Pino Maniaci, raccontando l’esperienza di Telejato, ha confermato la piena attività della connivenza politico-mafiosa, che legiferando in pieno contrasto con le direttive europee (le vinacce esauste in Italia non sono più tossiche da alcune settimane) ha di fatto già dato inizio alla dittatura dolce. Maniace ha anche denunciato il recente regalo natalizio fatto dalla politica alla mafia, abolendo la necessità di certificazione antimafia per appalti sino a 500.000 euro.
Alla fine della serata Elena Fava ha consegnato la targa del Premio Giornalistico Nazionale Giuseppe Fava 2009 a Carlo Lucarelli il quale, ringraziando, si è detto felice di ricevere un premio che accosta il suo al nome a quello di un intellettuale che è sempre stato per lui un modello di riferimento.

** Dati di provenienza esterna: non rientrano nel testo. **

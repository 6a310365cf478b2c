use std::sync::atomic::AtomicUsize;
use std::sync::atomic::Ordering;
use std::sync::Arc;

use fleetpack::Buf;
use fleetpack::ObjectCodec;
use fleetpack::TypeDesc;
use fleetpack::Value;
use fleetrpc::frame;
use fleetrpc::frame::CallFrame;
use fleetrpc::frame::ChainFrame;
use fleetrpc::Fault;
use fleetrpc::FaultFrame;

use crate::DispatchError;
use crate::Dispatcher;
use crate::Handler;
use crate::HandlerBuilder;
use crate::HandlerRegistry;
use crate::RegistryError;

type R<T> = anyhow::Result<T>;

fn arg_i32(args: &[Value], i: usize) -> std::result::Result<i32, Fault> {
    args.get(i)
        .and_then(Value::as_i32)
        .ok_or_else(|| Fault::bare("bad-argument"))
}

fn calculator() -> R<Handler> {
    let handler = HandlerBuilder::new("calculator")
        .method("add", vec![TypeDesc::I32, TypeDesc::I32], TypeDesc::I32, |_, args| {
            Ok(Value::I32(arg_i32(args, 0)? + arg_i32(args, 1)?))
        })?
        .method("divide", vec![TypeDesc::I32, TypeDesc::I32], TypeDesc::I32, |_, args| {
            let num = arg_i32(args, 0)?;
            let den = arg_i32(args, 1)?;
            if den == 0 {
                let mut fault = Fault::new("divide-by-zero", "denominator was zero");
                fault.push_frame(FaultFrame::new("calculator::Divider", "divide"));
                return Err(fault);
            }
            Ok(Value::I32(num / den))
        })?
        .build();
    Ok(handler)
}

/// Dispatcher with a calculator plus the two chain fixtures: `maker` makes
/// values (or `Null`), `adder` adds its argument to the chain context and
/// counts its invocations.
fn dispatcher() -> R<(Dispatcher, Arc<AtomicUsize>)> {
    let registry = Arc::new(HandlerRegistry::new());
    registry.register(calculator()?)?;

    let maker = HandlerBuilder::new("maker")
        .method("make", vec![], TypeDesc::I32, |_, _| Ok(Value::I32(10)))?
        .method("nothing", vec![], TypeDesc::I32, |_, _| Ok(Value::Null))?
        .method("missing", vec![], TypeDesc::Str, |_, _| Ok(Value::Null))?
        .build();
    registry.register(maker)?;

    let invocations = Arc::new(AtomicUsize::new(0));
    let count = invocations.clone();
    let adder = HandlerBuilder::new("adder")
        .method("add_to", vec![TypeDesc::I32], TypeDesc::I32, move |context, args| {
            count.fetch_add(1, Ordering::SeqCst);
            let base = context
                .and_then(Value::as_i32)
                .ok_or_else(|| Fault::bare("missing-context"))?;
            Ok(Value::I32(base + arg_i32(args, 0)?))
        })?
        .build();
    registry.register(adder)?;

    Ok((Dispatcher::new(registry, Arc::new(ObjectCodec::new())), invocations))
}

fn encode_call(codec: &ObjectCodec, target: &str, method: &str, args: &[Value]) -> R<Vec<u8>> {
    let mut buf = Buf::new();
    CallFrame::new(target, method, true, args).encode(&mut buf, codec)?;
    Ok(buf.into_bytes())
}

fn decode(response: Vec<u8>, desc: &TypeDesc) -> R<std::result::Result<Value, Fault>> {
    let codec = ObjectCodec::new();
    let mut buf = Buf::from_bytes(response);
    Ok(frame::read_response(&mut buf, &codec, desc)?)
}

// ==== REGISTRATION TESTS ====

#[test]
fn builder_rejects_duplicate_method_names() -> R<()> {
    let result = HandlerBuilder::new("calculator")
        .method("add", vec![], TypeDesc::I32, |_, _| Ok(Value::I32(0)))?
        .method("add", vec![TypeDesc::I32], TypeDesc::I32, |_, _| Ok(Value::I32(0)));
    match result {
        Err(RegistryError::DuplicateMethod(name)) => assert_eq!(name, "add"),
        _ => panic!("expected DuplicateMethod"),
    }
    Ok(())
}

#[test]
fn handler_lookup_of_missing_method_fails() -> R<()> {
    let handler = calculator()?;
    assert!(handler.method("add").is_ok());
    assert!(handler.method("divide").is_ok());
    match handler.method("multiply") {
        Err(RegistryError::NoSuchMethod(name)) => assert_eq!(name, "multiply"),
        _ => panic!("expected NoSuchMethod"),
    }
    Ok(())
}

#[test]
fn registry_register_unregister_lookup() -> R<()> {
    let registry = HandlerRegistry::new();
    registry.register(calculator()?)?;
    assert!(registry.lookup("calculator").is_some());

    match registry.register(calculator()?) {
        Err(RegistryError::DuplicateTarget(name)) => assert_eq!(name, "calculator"),
        _ => panic!("expected DuplicateTarget"),
    }

    assert!(registry.unregister("calculator").is_some());
    assert!(registry.lookup("calculator").is_none());
    assert!(registry.unregister("calculator").is_none());
    Ok(())
}

// ==== DISPATCH TESTS ====

#[test]
fn query_invokes_the_resolved_method() -> R<()> {
    let (dispatcher, _) = dispatcher()?;
    let request = encode_call(
        dispatcher.codec(),
        "calculator",
        "add",
        &[Value::I32(2), Value::I32(3)],
    )?;
    let response = dispatcher.handle_query(request)?;
    assert_eq!(decode(response, &TypeDesc::I32)?, Ok(Value::I32(5)));
    Ok(())
}

#[test]
fn unknown_target_becomes_a_fault_response() -> R<()> {
    let (dispatcher, _) = dispatcher()?;
    let request = encode_call(dispatcher.codec(), "nope", "add", &[])?;
    let response = dispatcher.handle_query(request)?;
    match decode(response, &TypeDesc::I32)? {
        Err(fault) => assert_eq!(fault.kind, "unknown-target"),
        Ok(_) => panic!("expected a fault response"),
    }
    Ok(())
}

#[test]
fn unknown_method_becomes_a_fault_response() -> R<()> {
    let (dispatcher, _) = dispatcher()?;
    let request = encode_call(dispatcher.codec(), "calculator", "multiply", &[])?;
    let response = dispatcher.handle_query(request)?;
    match decode(response, &TypeDesc::I32)? {
        Err(fault) => assert_eq!(fault.kind, "unknown-method"),
        Ok(_) => panic!("expected a fault response"),
    }
    Ok(())
}

#[test]
fn wrong_argument_count_becomes_a_fault_response() -> R<()> {
    let (dispatcher, _) = dispatcher()?;
    let request = encode_call(dispatcher.codec(), "calculator", "add", &[Value::I32(2)])?;
    let response = dispatcher.handle_query(request)?;
    match decode(response, &TypeDesc::I32)? {
        Err(fault) => assert_eq!(fault.kind, "bad-argument-count"),
        Ok(_) => panic!("expected a fault response"),
    }
    Ok(())
}

#[test]
fn handler_fault_is_marshalled_without_dispatch_frames() -> R<()> {
    let (dispatcher, _) = dispatcher()?;
    let request = encode_call(
        dispatcher.codec(),
        "calculator",
        "divide",
        &[Value::I32(1), Value::I32(0)],
    )?;
    let response = dispatcher.handle_query(request)?;
    match decode(response, &TypeDesc::I32)? {
        Err(fault) => {
            assert_eq!(fault.kind, "divide-by-zero");
            // the handler frame survives, the dispatcher boundary does not
            assert_eq!(fault.frames.len(), 1);
            assert_eq!(fault.frames[0].type_name, "calculator::Divider");
            assert!(!fault.frames.iter().any(FaultFrame::is_dispatch_boundary));
        }
        Ok(_) => panic!("expected a fault response"),
    }
    Ok(())
}

#[test]
fn one_way_discards_the_fault() -> R<()> {
    let (dispatcher, _) = dispatcher()?;
    let request = encode_call(
        dispatcher.codec(),
        "calculator",
        "divide",
        &[Value::I32(1), Value::I32(0)],
    )?;
    dispatcher.handle_one_way(request)?;
    Ok(())
}

#[test]
fn corrupt_request_is_a_hard_error() -> R<()> {
    let (dispatcher, _) = dispatcher()?;
    // a lone chain discriminator with no entry count behind it
    match dispatcher.handle_query(vec![1]) {
        Err(DispatchError::Corrupt(_)) => Ok(()),
        other => panic!("expected Corrupt, got {:?}", other.map(|_| ())),
    }
}

// ==== CHAIN TESTS ====

fn encode_chain(codec: &ObjectCodec, entries: &[CallFrame<'_>]) -> R<Vec<u8>> {
    let mut buf = Buf::new();
    ChainFrame { entries }.encode(&mut buf, codec)?;
    Ok(buf.into_bytes())
}

#[test]
fn chain_threads_each_result_into_the_next_entry() -> R<()> {
    let (dispatcher, _) = dispatcher()?;
    let five = [Value::I32(5)];
    let request = encode_chain(
        dispatcher.codec(),
        &[
            CallFrame::new("maker", "make", true, &[]),
            CallFrame::new("adder", "add_to", true, &five),
        ],
    )?;
    let response = dispatcher.handle_query(request)?;
    assert_eq!(decode(response, &TypeDesc::I32)?, Ok(Value::I32(15)));
    Ok(())
}

#[test]
fn null_intermediate_result_short_circuits_the_chain() -> R<()> {
    let (dispatcher, invocations) = dispatcher()?;
    let five = [Value::I32(5)];
    let request = encode_chain(
        dispatcher.codec(),
        &[
            CallFrame::new("maker", "nothing", true, &[]),
            CallFrame::new("adder", "add_to", true, &five),
        ],
    )?;
    let response = dispatcher.handle_query(request)?;
    assert_eq!(decode(response, &TypeDesc::I32)?, Ok(Value::Null));
    // the second entry never ran
    assert_eq!(invocations.load(Ordering::SeqCst), 0);
    Ok(())
}

#[test]
fn null_short_circuit_decodes_under_the_terminal_descriptor() -> R<()> {
    // the short-circuiting entry declares Str while the terminal entry (and
    // thus the caller) declares I32; the Null response must decode under
    // the caller's descriptor regardless
    let (dispatcher, invocations) = dispatcher()?;
    let five = [Value::I32(5)];
    let request = encode_chain(
        dispatcher.codec(),
        &[
            CallFrame::new("maker", "missing", true, &[]),
            CallFrame::new("adder", "add_to", true, &five),
        ],
    )?;
    let response = dispatcher.handle_query(request)?;
    assert_eq!(decode(response, &TypeDesc::I32)?, Ok(Value::Null));
    assert_eq!(invocations.load(Ordering::SeqCst), 0);
    Ok(())
}

#[test]
fn unknown_intermediate_target_faults_the_chain() -> R<()> {
    let (dispatcher, _) = dispatcher()?;
    let five = [Value::I32(5)];
    let request = encode_chain(
        dispatcher.codec(),
        &[
            CallFrame::new("nope", "make", true, &[]),
            CallFrame::new("adder", "add_to", true, &five),
        ],
    )?;
    let response = dispatcher.handle_query(request)?;
    match decode(response, &TypeDesc::I32)? {
        Err(fault) => assert_eq!(fault.kind, "unknown-target"),
        Ok(_) => panic!("expected a fault response"),
    }
    Ok(())
}
//! # Method Tables
//!
//! A [`Handler`] is a named target exposing a table of methods. Each method
//! binds its wire signature (parameter and result descriptors) to an
//! [`Invoker`] closure. Tables are built once through [`HandlerBuilder`] and
//! immutable afterwards; the protocol addresses methods by bare name, so a
//! name can bind exactly one signature.

use std::sync::Arc;

use dashmap::mapref::entry::Entry;
use dashmap::DashMap;

use fleetpack::TypeDesc;
use fleetpack::Value;
use fleetrpc::Fault;

/// A bound method body. The first argument is the chain context: the
/// previous entry's result when invoked as part of a chain, `None` for root
/// calls. Failures are returned as [`Fault`]s, never panics.
pub type Invoker =
    Arc<dyn Fn(Option<&Value>, &[Value]) -> std::result::Result<Value, Fault> + Send + Sync>;

/// Registration-time usage errors. These fail fast, before any bytes move.
#[derive(Debug, Clone, PartialEq, Eq)]
pub enum RegistryError {
    /// The method name is already bound; names carry no signature, so the
    /// protocol cannot address overloads.
    DuplicateMethod(String),
    NoSuchMethod(String),
    /// The target name is already registered.
    DuplicateTarget(String),
}

impl std::fmt::Display for RegistryError {
    fn fmt(&self, f: &mut std::fmt::Formatter<'_>) -> std::fmt::Result {
        match self {
            Self::DuplicateMethod(name) => write!(f, "method {} is already registered", name),
            Self::NoSuchMethod(name) => write!(f, "no method named {}", name),
            Self::DuplicateTarget(name) => write!(f, "target {} is already registered", name),
        }
    }
}

impl std::error::Error for RegistryError {}

pub type Result<T> = std::result::Result<T, RegistryError>;

/// One entry of a method table.
pub struct MethodSpec {
    pub name: String,
    pub param_descs: Vec<TypeDesc>,
    pub result_desc: TypeDesc,
    pub invoker: Invoker,
}

/// A named call target with its method table.
pub struct Handler {
    name: String,
    methods: DashMap<String, Arc<MethodSpec>>,
}

impl Handler {
    pub fn name(&self) -> &str {
        &self.name
    }

    /// Lock-free per-name method lookup.
    pub fn method(&self, name: &str) -> Result<Arc<MethodSpec>> {
        self.methods
            .get(name)
            .map(|entry| entry.value().clone())
            .ok_or_else(|| RegistryError::NoSuchMethod(name.to_string()))
    }
}

/// Builds a [`Handler`], validating method-name uniqueness at registration.
pub struct HandlerBuilder {
    name: String,
    methods: DashMap<String, Arc<MethodSpec>>,
}

impl HandlerBuilder {
    pub fn new(name: impl Into<String>) -> Self {
        Self { name: name.into(), methods: DashMap::new() }
    }

    /// Binds a method. Fails with [`RegistryError::DuplicateMethod`] if the
    /// name is already taken.
    pub fn method<F>(
        self,
        name: impl Into<String>,
        param_descs: Vec<TypeDesc>,
        result_desc: TypeDesc,
        invoker: F,
    ) -> Result<Self>
    where
        F: Fn(Option<&Value>, &[Value]) -> std::result::Result<Value, Fault>
            + Send
            + Sync
            + 'static,
    {
        let name = name.into();
        let spec = Arc::new(MethodSpec {
            name: name.clone(),
            param_descs,
            result_desc,
            invoker: Arc::new(invoker),
        });
        let result = match self.methods.entry(name) {
            Entry::Occupied(entry) => Err(RegistryError::DuplicateMethod(entry.key().clone())),
            Entry::Vacant(entry) => {
                entry.insert(spec);
                Ok(())
            }
        };
        result.map(|()| self)
    }

    pub fn build(self) -> Handler {
        Handler { name: self.name, methods: self.methods }
    }
}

In chiusura relatori e pubblico hanno sollecitato la direzione di Repubblica alla distribuzione dell’edizione siciliana anche a Catania e di aprire una redazione catanese della testata per infrangere il monopolio di Mario Ciancio. La distribuzione dell’edizione siciliana di Repubblica nella Sicilia orientale deve essere sbloccata in nome della pura logica di mercato sulla libera circolazione delle merci, e tra queste anche della “merce informazione”. Non occorre scomodare la nobile categoria della libertà d’informazione, è una semplice questione di antitrust! Sempre la sera del 5 gennaio, a Cittainsieme, si è svolto un incontro dei “giornalisti di base” (i Cordai, Step1, uCuntu, Casablanca, Girodivite, CataniaPossibile, Liberainformazione) e altre esperienze cittadine. Ancora un’occasione perduta per la società civile catanese di stare insieme, di fare sistema contro la mafia ed il monopolio dell’informazione, nonostante i comuni auspici formulati nel dicembre 2007 (cfr news del 1 dicembre 2007, ndr).